**EXERCISE DESCRIPTION:**
Would you repeat every line below exactly, please?

**Stored data:**
- Opening Delimiter -

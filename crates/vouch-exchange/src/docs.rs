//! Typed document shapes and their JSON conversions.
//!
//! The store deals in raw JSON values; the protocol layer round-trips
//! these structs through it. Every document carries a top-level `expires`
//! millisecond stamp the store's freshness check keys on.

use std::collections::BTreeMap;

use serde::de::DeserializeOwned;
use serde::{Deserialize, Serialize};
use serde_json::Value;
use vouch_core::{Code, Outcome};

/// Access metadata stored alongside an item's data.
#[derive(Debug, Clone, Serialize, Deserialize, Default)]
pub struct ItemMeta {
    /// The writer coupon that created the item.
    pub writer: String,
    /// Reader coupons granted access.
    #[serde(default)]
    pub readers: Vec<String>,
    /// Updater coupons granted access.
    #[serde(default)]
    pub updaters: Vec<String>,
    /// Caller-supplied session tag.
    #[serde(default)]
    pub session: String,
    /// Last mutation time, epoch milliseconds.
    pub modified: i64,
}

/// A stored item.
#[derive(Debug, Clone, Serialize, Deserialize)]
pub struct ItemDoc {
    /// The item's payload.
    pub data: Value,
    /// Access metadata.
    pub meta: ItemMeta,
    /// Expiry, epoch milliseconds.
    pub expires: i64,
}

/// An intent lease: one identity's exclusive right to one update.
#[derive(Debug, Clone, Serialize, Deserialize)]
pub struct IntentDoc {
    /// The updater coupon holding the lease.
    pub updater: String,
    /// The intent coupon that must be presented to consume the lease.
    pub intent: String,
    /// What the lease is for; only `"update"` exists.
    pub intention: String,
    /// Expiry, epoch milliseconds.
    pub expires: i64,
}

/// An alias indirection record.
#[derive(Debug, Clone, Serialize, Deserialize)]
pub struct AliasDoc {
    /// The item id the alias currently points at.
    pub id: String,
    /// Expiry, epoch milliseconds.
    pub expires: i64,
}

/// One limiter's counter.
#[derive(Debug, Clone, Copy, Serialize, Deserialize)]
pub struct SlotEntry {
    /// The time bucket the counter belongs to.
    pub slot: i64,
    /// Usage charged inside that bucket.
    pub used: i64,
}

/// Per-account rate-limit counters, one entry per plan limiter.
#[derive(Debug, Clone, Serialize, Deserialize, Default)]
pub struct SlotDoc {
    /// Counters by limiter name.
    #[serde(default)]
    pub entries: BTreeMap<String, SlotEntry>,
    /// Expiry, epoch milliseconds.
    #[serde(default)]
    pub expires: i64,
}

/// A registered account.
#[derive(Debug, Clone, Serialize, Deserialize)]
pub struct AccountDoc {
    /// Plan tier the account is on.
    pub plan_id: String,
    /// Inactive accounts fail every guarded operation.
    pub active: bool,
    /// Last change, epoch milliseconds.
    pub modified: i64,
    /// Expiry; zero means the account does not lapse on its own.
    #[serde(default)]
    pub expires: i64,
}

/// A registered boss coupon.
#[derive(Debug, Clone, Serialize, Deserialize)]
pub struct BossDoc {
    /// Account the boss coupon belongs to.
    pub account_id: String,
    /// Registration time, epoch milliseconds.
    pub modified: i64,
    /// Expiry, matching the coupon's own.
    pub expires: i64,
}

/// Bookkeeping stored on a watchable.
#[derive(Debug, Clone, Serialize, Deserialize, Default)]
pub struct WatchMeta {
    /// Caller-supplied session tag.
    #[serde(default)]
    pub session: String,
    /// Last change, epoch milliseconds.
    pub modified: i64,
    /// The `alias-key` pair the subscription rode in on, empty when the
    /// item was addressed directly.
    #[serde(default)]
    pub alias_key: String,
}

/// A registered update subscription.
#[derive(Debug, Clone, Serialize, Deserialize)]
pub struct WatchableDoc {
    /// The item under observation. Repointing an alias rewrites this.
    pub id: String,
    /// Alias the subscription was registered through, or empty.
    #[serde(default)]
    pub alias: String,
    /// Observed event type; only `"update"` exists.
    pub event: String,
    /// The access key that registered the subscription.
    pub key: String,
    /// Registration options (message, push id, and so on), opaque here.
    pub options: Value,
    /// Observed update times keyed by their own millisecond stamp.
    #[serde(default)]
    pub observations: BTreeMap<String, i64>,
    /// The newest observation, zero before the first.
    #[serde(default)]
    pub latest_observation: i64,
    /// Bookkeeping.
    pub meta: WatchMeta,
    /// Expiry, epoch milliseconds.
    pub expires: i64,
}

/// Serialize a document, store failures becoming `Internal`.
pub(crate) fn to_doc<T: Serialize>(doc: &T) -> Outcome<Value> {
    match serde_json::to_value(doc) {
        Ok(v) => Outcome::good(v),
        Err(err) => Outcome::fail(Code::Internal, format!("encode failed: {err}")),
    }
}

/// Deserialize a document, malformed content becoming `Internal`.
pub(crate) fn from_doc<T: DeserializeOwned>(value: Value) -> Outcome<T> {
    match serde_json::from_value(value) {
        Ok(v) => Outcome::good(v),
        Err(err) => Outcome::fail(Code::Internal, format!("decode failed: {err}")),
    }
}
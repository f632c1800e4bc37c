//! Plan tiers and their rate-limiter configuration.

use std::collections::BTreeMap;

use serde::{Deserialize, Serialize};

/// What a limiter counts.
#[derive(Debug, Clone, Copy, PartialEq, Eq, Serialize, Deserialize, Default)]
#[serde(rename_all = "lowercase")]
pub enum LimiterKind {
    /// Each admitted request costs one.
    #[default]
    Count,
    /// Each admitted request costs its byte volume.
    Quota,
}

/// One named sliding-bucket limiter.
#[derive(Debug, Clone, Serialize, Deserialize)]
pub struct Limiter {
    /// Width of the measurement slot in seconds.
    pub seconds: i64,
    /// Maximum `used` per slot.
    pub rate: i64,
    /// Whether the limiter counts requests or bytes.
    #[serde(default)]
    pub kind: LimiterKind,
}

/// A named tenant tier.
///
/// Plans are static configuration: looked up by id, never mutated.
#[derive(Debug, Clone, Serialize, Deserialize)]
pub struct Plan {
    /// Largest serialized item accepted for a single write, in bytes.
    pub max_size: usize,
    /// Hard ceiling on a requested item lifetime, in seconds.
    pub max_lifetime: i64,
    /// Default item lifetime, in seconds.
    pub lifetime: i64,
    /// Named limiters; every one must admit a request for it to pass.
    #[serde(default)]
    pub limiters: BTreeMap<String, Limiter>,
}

- Closing Delimiter -

**EXERCISE RESULT:**
filename crates/vouch-exchange/src/docs.rs
//! Typed document shapes and their JSON conversions.
//!
//! The store deals in raw JSON values; the protocol layer round-trips
//! these structs through it. Every document carries a top-level `expires`
//! millisecond stamp the store's freshness check keys on.

use std::collections::BTreeMap;

use serde::de::DeserializeOwned;
use serde::{Deserialize, Serialize};
use serde_json::Value;
use vouch_core::{Code, Outcome};

/// Access metadata stored alongside an item's data.
#[derive(Debug, Clone, Serialize, Deserialize, Default)]
pub struct ItemMeta {
    /// The writer coupon that created the item.
    pub writer: String,
    /// Reader coupons granted access.
    #[serde(default)]
    pub readers: Vec<String>,
    /// Updater coupons granted access.
    #[serde(default)]
    pub updaters: Vec<String>,
    /// Caller-supplied session tag.
    #[serde(default)]
    pub session: String,
    /// Last mutation time, epoch milliseconds.
    pub modified: i64,
}

/// A stored item.
#[derive(Debug, Clone, Serialize, Deserialize)]
pub struct ItemDoc {
    /// The item's payload.
    pub data: Value,
    /// Access metadata.
    pub meta: ItemMeta,
    /// Expiry, epoch milliseconds.
    pub expires: i64,
}

/// An intent lease: one identity's exclusive right to one update.
#[derive(Debug, Clone, Serialize, Deserialize)]
pub struct IntentDoc {
    /// The updater coupon holding the lease.
    pub updater: String,
    /// The intent coupon that must be presented to consume the lease.
    pub intent: String,
    /// What the lease is for; only `"update"` exists.
    pub intention: String,
    /// Expiry, epoch milliseconds.
    pub expires: i64,
}

/// An alias indirection record.
#[derive(Debug, Clone, Serialize, Deserialize)]
pub struct AliasDoc {
    /// The item id the alias currently points at.
    pub id: String,
    /// Expiry, epoch milliseconds.
    pub expires: i64,
}

/// One limiter's counter.
#[derive(Debug, Clone, Copy, Serialize, Deserialize)]
pub struct SlotEntry {
    /// The time bucket the counter belongs to.
    pub slot: i64,
    /// Usage charged inside that bucket.
    pub used: i64,
}

/// Per-account rate-limit counters, one entry per plan limiter.
#[derive(Debug, Clone, Serialize, Deserialize, Default)]
pub struct SlotDoc {
    /// Counters by limiter name.
    #[serde(default)]
    pub entries: BTreeMap<String, SlotEntry>,
    /// Expiry, epoch milliseconds.
    #[serde(default)]
    pub expires: i64,
}

/// A registered account.
#[derive(Debug, Clone, Serialize, Deserialize)]
pub struct AccountDoc {
    /// Plan tier the account is on.
    pub plan_id: String,
    /// Inactive accounts fail every guarded operation.
    pub active: bool,
    /// Last change, epoch milliseconds.
    pub modified: i64,
    /// Expiry; zero means the account does not lapse on its own.
    #[serde(default)]
    pub expires: i64,
}

/// A registered boss coupon.
#[derive(Debug, Clone, Serialize, Deserialize)]
pub struct BossDoc {
    /// Account the boss coupon belongs to.
    pub account_id: String,
    /// Registration time, epoch milliseconds.
    pub modified: i64,
    /// Expiry, matching the coupon's own.
    pub expires: i64,
}

/// Bookkeeping stored on a watchable.
#[derive(Debug, Clone, Serialize, Deserialize, Default)]
pub struct WatchMeta {
    /// Caller-supplied session tag.
    #[serde(default)]
    pub session: String,
    /// Last change, epoch milliseconds.
    pub modified: i64,
    /// The `alias-key` pair the subscription rode in on, empty when the
    /// item was addressed directly.
    #[serde(default)]
    pub alias_key: String,
}

/// A registered update subscription.
#[derive(Debug, Clone, Serialize, Deserialize)]
pub struct WatchableDoc {
    /// The item under observation. Repointing an alias rewrites this.
    pub id: String,
    /// Alias the subscription was registered through, or empty.
    #[serde(default)]
    pub alias: String,
    /// Observed event type; only `"update"` exists.
    pub event: String,
    /// The access key that registered the subscription.
    pub key: String,
    /// Registration options (message, push id, and so on), opaque here.
    pub options: Value,
    /// Observed update times keyed by their own millisecond stamp.
    #[serde(default)]
    pub observations: BTreeMap<String, i64>,
    /// The newest observation, zero before the first.
    #[serde(default)]
    pub latest_observation: i64,
    /// Bookkeeping.
    pub meta: WatchMeta,
    /// Expiry, epoch milliseconds.
    pub expires: i64,
}

/// Serialize a document, store failures becoming `Internal`.
pub(crate) fn to_doc<T: Serialize>(doc: &T) -> Outcome<Value> {
    match serde_json::to_value(doc) {
        Ok(v) => Outcome::good(v),
        Err(err) => Outcome::fail(Code::Internal, format!("encode failed: {err}")),
    }
}

/// Deserialize a document, malformed content becoming `Internal`.
pub(crate) fn from_doc<T: DeserializeOwned>(value: Value) -> Outcome<T> {
    match serde_json::from_value(value) {
        Ok(v) => Outcome::good(v),
        Err(err) => Outcome::fail(Code::Internal, format!("decode failed: {err}")),
    }
}
repository f632c1800e4bc37c
//! Plan tiers and their rate-limiter configuration.

use std::collections::BTreeMap;

use serde::{Deserialize, Serialize};

/// What a limiter counts.
#[derive(Debug, Clone, Copy, PartialEq, Eq, Serialize, Deserialize, Default)]
#[serde(rename_all = "lowercase")]
pub enum LimiterKind {
    /// Each admitted request costs one.
    #[default]
    Count,
    /// Each admitted request costs its byte volume.
    Quota,
}

/// One named sliding-bucket limiter.
#[derive(Debug, Clone, Serialize, Deserialize)]
pub struct Limiter {
    /// Width of the measurement slot in seconds.
    pub seconds: i64,
    /// Maximum `used` per slot.
    pub rate: i64,
    /// Whether the limiter counts requests or bytes.
    #[serde(default)]
    pub kind: LimiterKind,
}

/// A named tenant tier.
///
/// Plans are static configuration: looked up by id, never mutated.
#[derive(Debug, Clone, Serialize, Deserialize)]
pub struct Plan {
    /// Largest serialized item accepted for a single write, in bytes.
    pub max_size: usize,
    /// Hard ceiling on a requested item lifetime, in seconds.
    pub max_lifetime: i64,
    /// Default item lifetime, in seconds.
    pub lifetime: i64,
    /// Named limiters; every one must admit a request for it to pass.
    #[serde(default)]
    pub limiters: BTreeMap<String, Limiter>,
}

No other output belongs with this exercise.